Oldpark
- Full name: Oldpark Football Club
- Nickname(s): The Lambs,The Mountain Boys
- Founded: 1880
- Dissolved: 1892
- Ground: Oldpark
- Patron: Lord Ashley
- Secretary: John Baxter Jr
- League: Irish League
| 1880–84 colours | 1884–92 colours |

= Oldpark F.C. =

Former Association Football club in Northern Ireland

Oldpark Football Club is an Irish former football club from north Belfast.

==History==

The club was founded in 1880 by members of the Oldpark Cricket Club.
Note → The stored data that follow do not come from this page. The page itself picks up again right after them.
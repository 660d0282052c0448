//! Staging record types.

use std::fmt;

use chrono::{DateTime, Utc};
use serde::{Deserialize, Serialize};

use crate::bundle::{ContentBundle, SourceInfo};
use crate::merge::MergeSummary;

/// Content-derived identifier of a staged record.
///
/// Identical proposals (same bundle, same metadata, same instant) derive
/// the same id.
///
/// # Examples
///
/// ```
/// use dossier::StageId;
///
/// let id = StageId::from("3f2a9c01b7de");
/// assert!(id.is_well_formed());
/// assert!(!StageId::from("../etc").is_well_formed());
/// ```
#[derive(Debug, Clone, PartialEq, Eq, PartialOrd, Ord, Hash, Serialize, Deserialize)]
#[serde(transparent)]
pub struct StageId(String);

impl StageId {
    /// Longest id accepted by [`is_well_formed`](Self::is_well_formed).
    pub const MAX_LEN: usize = 64;

    /// Returns the id as a string slice.
    #[must_use]
    pub fn as_str(&self) -> &str {
        &self.0
    }

    /// Returns true if the id is non-empty, at most [`MAX_LEN`](Self::MAX_LEN)
    /// characters, and made only of ASCII alphanumerics, `_` and `-`.
    ///
    /// Ids from user input are checked with this before they reach a
    /// storage backend.
    #[must_use]
    pub fn is_well_formed(&self) -> bool {
        !self.0.is_empty()
            && self.0.len() <= Self::MAX_LEN
            && self
                .0
                .bytes()
                .all(|b| b.is_ascii_alphanumeric() || b == b'_' || b == b'-')
    }
}

impl fmt::Display for StageId {
    fn fmt(&self, f: &mut fmt::Formatter<'_>) -> fmt::Result {
        f.write_str(&self.0)
    }
}

impl From<&str> for StageId {
    fn from(s: &str) -> Self {
        Self(s.to_string())
    }
}

impl From<String> for StageId {
    fn from(s: String) -> Self {
        Self(s)
    }
}

/// Review status of a staged record.
///
/// `Pending` moves to exactly one of the terminal states and never back.
#[derive(Debug, Clone, Copy, PartialEq, Eq, Hash, Serialize, Deserialize)]
#[serde(rename_all = "snake_case")]
pub enum StageStatus {
    /// Awaiting review.
    Pending,
    /// Approved and handed to the merger.
    Approved,
    /// Rejected; retained for audit, never merged.
    Rejected,
}

impl StageStatus {
    /// Returns true for `Approved` and `Rejected`.
    #[must_use]
    pub const fn is_terminal(self) -> bool {
        !matches!(self, Self::Pending)
    }

    /// Lowercase name, as persisted.
    #[must_use]
    pub const fn as_str(self) -> &'static str {
        match self {
            Self::Pending => "pending",
            Self::Approved => "approved",
            Self::Rejected => "rejected",
        }
    }
}

impl fmt::Display for StageStatus {
    fn fmt(&self, f: &mut fmt::Formatter<'_>) -> fmt::Result {
        f.write_str(self.as_str())
    }
}

impl std::str::FromStr for StageStatus {
    type Err = String;

    fn from_str(s: &str) -> Result<Self, Self::Err> {
        match s.to_ascii_lowercase().as_str() {
            "pending" => Ok(Self::Pending),
            "approved" => Ok(Self::Approved),
            "rejected" => Ok(Self::Rejected),
            other => Err(format!("unknown status '{other}' (expected pending, approved or rejected)")),
        }
    }
}

/// One proposed bundle and its review state.
#[derive(Debug, Clone, PartialEq, Eq, Serialize, Deserialize)]
pub struct StagedRecord {
    /// Content-derived identifier.
    pub id: StageId,
    /// The proposed bundle, kept after review.
    pub content: ContentBundle,
    /// Where the bundle came from.
    pub source_info: SourceInfo,
    /// When the bundle was proposed.
    pub created_at: DateTime<Utc>,
    /// Review state.
    pub status: StageStatus,
    /// When `status` last changed; equals `created_at` while pending.
    pub status_changed_at: DateTime<Utc>,
    /// Rejection reason.
    #[serde(default, skip_serializing_if = "Option::is_none")]
    pub status_reason: Option<String>,
}

impl StagedRecord {
    /// Listing view of this record.
    #[must_use]
    pub fn summary(&self) -> StagedSummary {
        StagedSummary {
            id: self.id.clone(),
            created_at: self.created_at,
            source_info: self.source_info.clone(),
            status: self.status,
        }
    }
}

/// Row returned by [`StagingStore::list`](super::StagingStore::list).
#[derive(Debug, Clone, PartialEq, Eq, Serialize)]
pub struct StagedSummary {
    /// Record id.
    pub id: StageId,
    /// When the bundle was proposed.
    pub created_at: DateTime<Utc>,
    /// Where the bundle came from.
    pub source_info: SourceInfo,
    /// Review state.
    pub status: StageStatus,
}

/// Result of a successful approval.
#[derive(Debug, Clone, PartialEq, Serialize)]
pub struct ApprovalResult {
    /// The approved record.
    pub id: StageId,
    /// When the status changed.
    pub approved_at: DateTime<Utc>,
    /// What the merge changed.
    pub merge_summary: MergeSummary,
}

/// Result of a successful rejection.
#[derive(Debug, Clone, PartialEq, Eq, Serialize)]
pub struct RejectionResult {
    /// The rejected record.
    pub id: StageId,
    /// When the status changed.
    pub rejected_at: DateTime<Utc>,
    /// Reviewer-supplied reason.
    pub reason: String,
}

#[cfg(test)]
mod tests {
    use super::*;

    #[test]
    fn test_status_serializes_lowercase() {
        let json = serde_json::to_string(&StageStatus::Rejected).unwrap();
        assert_eq!(json, "\"rejected\"");
        assert_eq!("Approved".parse::<StageStatus>().unwrap(), StageStatus::Approved);
        assert!("done".parse::<StageStatus>().is_err());
    }

    #[test]
    fn test_terminal_states() {
        assert!(!StageStatus::Pending.is_terminal());
        assert!(StageStatus::Approved.is_terminal());
        assert!(StageStatus::Rejected.is_terminal());
    }

    #[test]
    fn test_id_shape() {
        assert!(StageId::from("a1b2c3d4e5f6").is_well_formed());
        assert!(!StageId::from("").is_well_formed());
        assert!(!StageId::from("a/b").is_well_formed());
        assert!(!StageId::from("x".repeat(65)).is_well_formed());
    }
}
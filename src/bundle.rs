//! Content bundles and the canonical collections they are routed into.

use std::fmt;

use serde::{Deserialize, Serialize};

use crate::entry::Entry;

/// One ingestion's output: four entry collections plus an optional summary.
///
/// A bundle is owned by whichever stage currently holds it (extraction,
/// staging, merge) and is moved between them rather than shared.
#[derive(Debug, Clone, Default, PartialEq, Eq, Serialize, Deserialize)]
pub struct ContentBundle {
    /// Work history, merged into the profile.
    #[serde(default)]
    pub experience: Vec<Entry>,

    /// Projects.
    #[serde(default)]
    pub projects: Vec<Entry>,

    /// Patents, normalized on merge.
    #[serde(default)]
    pub patents: Vec<Entry>,

    /// Certifications, normalized on merge.
    #[serde(default)]
    pub certifications: Vec<Entry>,

    /// Free-text profile summary.
    #[serde(default, skip_serializing_if = "Option::is_none")]
    pub summary: Option<String>,
}

impl ContentBundle {
    /// Creates an empty bundle.
    #[must_use]
    pub fn new() -> Self {
        Self::default()
    }

    /// Returns the summary if it is present and not blank.
    #[must_use]
    pub fn summary(&self) -> Option<&str> {
        self.summary.as_deref().filter(|s| !s.trim().is_empty())
    }

    /// Returns true if the bundle carries no entries and no summary.
    #[must_use]
    pub fn is_empty(&self) -> bool {
        self.experience.is_empty()
            && self.projects.is_empty()
            && self.patents.is_empty()
            && self.certifications.is_empty()
            && self.summary().is_none()
    }

    /// Total number of entries across the four collections.
    #[must_use]
    pub fn entry_count(&self) -> usize {
        self.experience.len() + self.projects.len() + self.patents.len() + self.certifications.len()
    }

    /// Folds another bundle into this one.
    ///
    /// Collections are extended in arrival order; a non-blank summary from
    /// `other` replaces the current one.
    pub fn absorb(&mut self, other: ContentBundle) {
        let has_summary = other.summary().is_some();
        self.experience.extend(other.experience);
        self.projects.extend(other.projects);
        self.patents.extend(other.patents);
        self.certifications.extend(other.certifications);
        if has_summary {
            self.summary = other.summary;
        }
    }
}

/// Where a bundle came from.
#[derive(Debug, Clone, Default, PartialEq, Eq, Serialize, Deserialize)]
pub struct SourceInfo {
    /// Source file identifiers, in the order they were ingested.
    #[serde(default)]
    pub files: Vec<String>,

    /// External profile page the bundle was enriched from.
    #[serde(default)]
    pub profile_url: Option<String>,

    /// Display name to record on the profile if none is set yet.
    #[serde(default)]
    pub name_hint: Option<String>,
}

impl SourceInfo {
    /// Source info for a list of files.
    #[must_use]
    pub fn from_files<I, S>(files: I) -> Self
    where
        I: IntoIterator<Item = S>,
        S: Into<String>,
    {
        Self {
            files: files.into_iter().map(Into::into).collect(),
            ..Self::default()
        }
    }
}

/// Persisted shape of the profile collection.
#[derive(Debug, Clone, Default, PartialEq, Eq, Serialize, Deserialize)]
pub struct ProfileDocument {
    /// Display name; set once from a name hint and never overwritten.
    #[serde(default)]
    pub name: String,

    /// Longest summary seen so far.
    #[serde(default, skip_serializing_if = "Option::is_none")]
    pub summary: Option<String>,

    /// Deduplicated work history.
    #[serde(default)]
    pub experience: Vec<Entry>,
}

/// The four independently persisted collections of the canonical store.
#[derive(Debug, Clone, Copy, PartialEq, Eq, PartialOrd, Ord, Hash, Serialize, Deserialize)]
#[serde(rename_all = "snake_case")]
pub enum CanonicalCollection {
    /// Name, summary and work experience.
    Profile,
    /// Project entries.
    Projects,
    /// Patents reduced to `{title, description, year}`.
    Patents,
    /// Certifications reduced to `{name}`.
    Certifications,
}

impl CanonicalCollection {
    /// All collections, in merge order.
    pub const ALL: [Self; 4] = [Self::Profile, Self::Projects, Self::Patents, Self::Certifications];

    /// Stable name used for file names and summaries.
    #[must_use]
    pub const fn name(self) -> &'static str {
        match self {
            Self::Profile => "profile",
            Self::Projects => "projects",
            Self::Patents => "patents",
            Self::Certifications => "certifications",
        }
    }
}

impl fmt::Display for CanonicalCollection {
    fn fmt(&self, f: &mut fmt::Formatter<'_>) -> fmt::Result {
        f.write_str(self.name())
    }
}

/// Canonical collections that are a plain list of entries.
///
/// The profile collection carries extra document fields and is handled
/// separately by the stores.
#[derive(Debug, Clone, Copy, PartialEq, Eq, PartialOrd, Ord, Hash, Serialize, Deserialize)]
#[serde(rename_all = "snake_case")]
pub enum EntryCollection {
    /// Project entries.
    Projects,
    /// Patent entries.
    Patents,
    /// Certification entries.
    Certifications,
}

impl EntryCollection {
    /// All list collections.
    pub const ALL: [Self; 3] = [Self::Projects, Self::Patents, Self::Certifications];

    /// Stable name used for file names and summaries.
    #[must_use]
    pub const fn name(self) -> &'static str {
        self.canonical().name()
    }

    /// The canonical collection this list is stored as.
    #[must_use]
    pub const fn canonical(self) -> CanonicalCollection {
        match self {
            Self::Projects => CanonicalCollection::Projects,
            Self::Patents => CanonicalCollection::Patents,
            Self::Certifications => CanonicalCollection::Certifications,
        }
    }
}

impl fmt::Display for EntryCollection {
    fn fmt(&self, f: &mut fmt::Formatter<'_>) -> fmt::Result {
        f.write_str(self.name())
    }
}
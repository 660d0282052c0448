//! Staging lifecycle.
//!
//! Proposed bundles wait here, keyed by a content-derived id, until a
//! reviewer approves (merging them into the canonical store) or rejects
//! them.

pub mod store;
pub mod types;

pub use store::{StagingStore, DEFAULT_ID_LENGTH};
pub use types::{ApprovalResult, RejectionResult, StageId, StageStatus, StagedRecord, StagedSummary};
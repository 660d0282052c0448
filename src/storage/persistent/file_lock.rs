//! Advisory lock on a data directory.
//!
//! The subsystem has a single-writer model: one process owns a data
//! directory at a time. The lock file is `<dir>/.lock`; the lock is held
//! for the lifetime of [`DirectoryLock`] and released when the file handle
//! closes.

use std::fs::{File, OpenOptions};
use std::io::{Error as IoError, ErrorKind, Result as IoResult};
use std::path::{Path, PathBuf};

/// Exclusive lock on a data directory.
#[derive(Debug)]
pub struct DirectoryLock {
    _file: File,
    path: PathBuf,
}

impl DirectoryLock {
    /// Name of the lock file inside the locked directory.
    pub const FILE_NAME: &'static str = ".lock";

    /// Takes the lock without blocking.
    ///
    /// # Errors
    /// - `ErrorKind::WouldBlock` if another process holds the lock
    /// - any error from creating the lock file
    pub fn acquire(dir: &Path) -> IoResult<Self> {
        let path = dir.join(Self::FILE_NAME);
        let file = OpenOptions::new()
            .write(true)
            .create(true)
            .truncate(false)
            .open(&path)?;

        lock_exclusive(&file)?;

        Ok(Self { _file: file, path })
    }

    /// Path of the lock file.
    #[must_use]
    pub fn path(&self) -> &Path {
        &self.path
    }
}

#[cfg(unix)]
fn lock_exclusive(file: &File) -> IoResult<()> {
    use std::os::unix::io::AsRawFd;

    // SAFETY: the descriptor is owned by `file` and valid for the call.
    let rc = unsafe { libc::flock(file.as_raw_fd(), libc::LOCK_EX | libc::LOCK_NB) };
    if rc == 0 {
        return Ok(());
    }

    let err = IoError::last_os_error();
    if err.raw_os_error() == Some(libc::EWOULDBLOCK) {
        return Err(IoError::new(
            ErrorKind::WouldBlock,
            "data directory is locked by another process",
        ));
    }
    Err(err)
}

#[cfg(windows)]
fn lock_exclusive(file: &File) -> IoResult<()> {
    use std::os::windows::io::AsRawHandle;
    use windows_sys::Win32::Foundation::HANDLE;
    use windows_sys::Win32::Storage::FileSystem::{
        LockFileEx, LOCKFILE_EXCLUSIVE_LOCK, LOCKFILE_FAIL_IMMEDIATELY,
    };

    let handle = file.as_raw_handle() as HANDLE;
    // SAFETY: the handle is owned by `file`; OVERLAPPED is plain data.
    let ok = unsafe {
        let mut overlapped = std::mem::zeroed::<windows_sys::Win32::System::IO::OVERLAPPED>();
        LockFileEx(
            handle,
            LOCKFILE_EXCLUSIVE_LOCK | LOCKFILE_FAIL_IMMEDIATELY,
            0,
            1,
            0,
            &mut overlapped,
        )
    };

    if ok == 0 {
        let err = IoError::last_os_error();
        return Err(IoError::new(
            ErrorKind::WouldBlock,
            format!("data directory is locked by another process: {err}"),
        ));
    }
    Ok(())
}

#[cfg(not(any(unix, windows)))]
fn lock_exclusive(_file: &File) -> IoResult<()> {
    Err(IoError::new(
        ErrorKind::Unsupported,
        "directory locking is not supported on this platform",
    ))
}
It was subsequently a founding member of the Irish Football Association in 1880 and the Irish Football League in 1890.

The club's greatest honour was winning the Belfast Charity Cup in 1884–85, beating Cliftonville 1–0 in the final; the winning goal came early in the match, and was somewhat controversial, the umpires disagreeing whether the ball had crossed the line before goalkeeper Johns cleared it, but the referee deciding it had, "to the surprise and delight of the spectators". It was also runner-up in the County Antrim Shield in 1890–91, losing 4–2 to the Black Watch.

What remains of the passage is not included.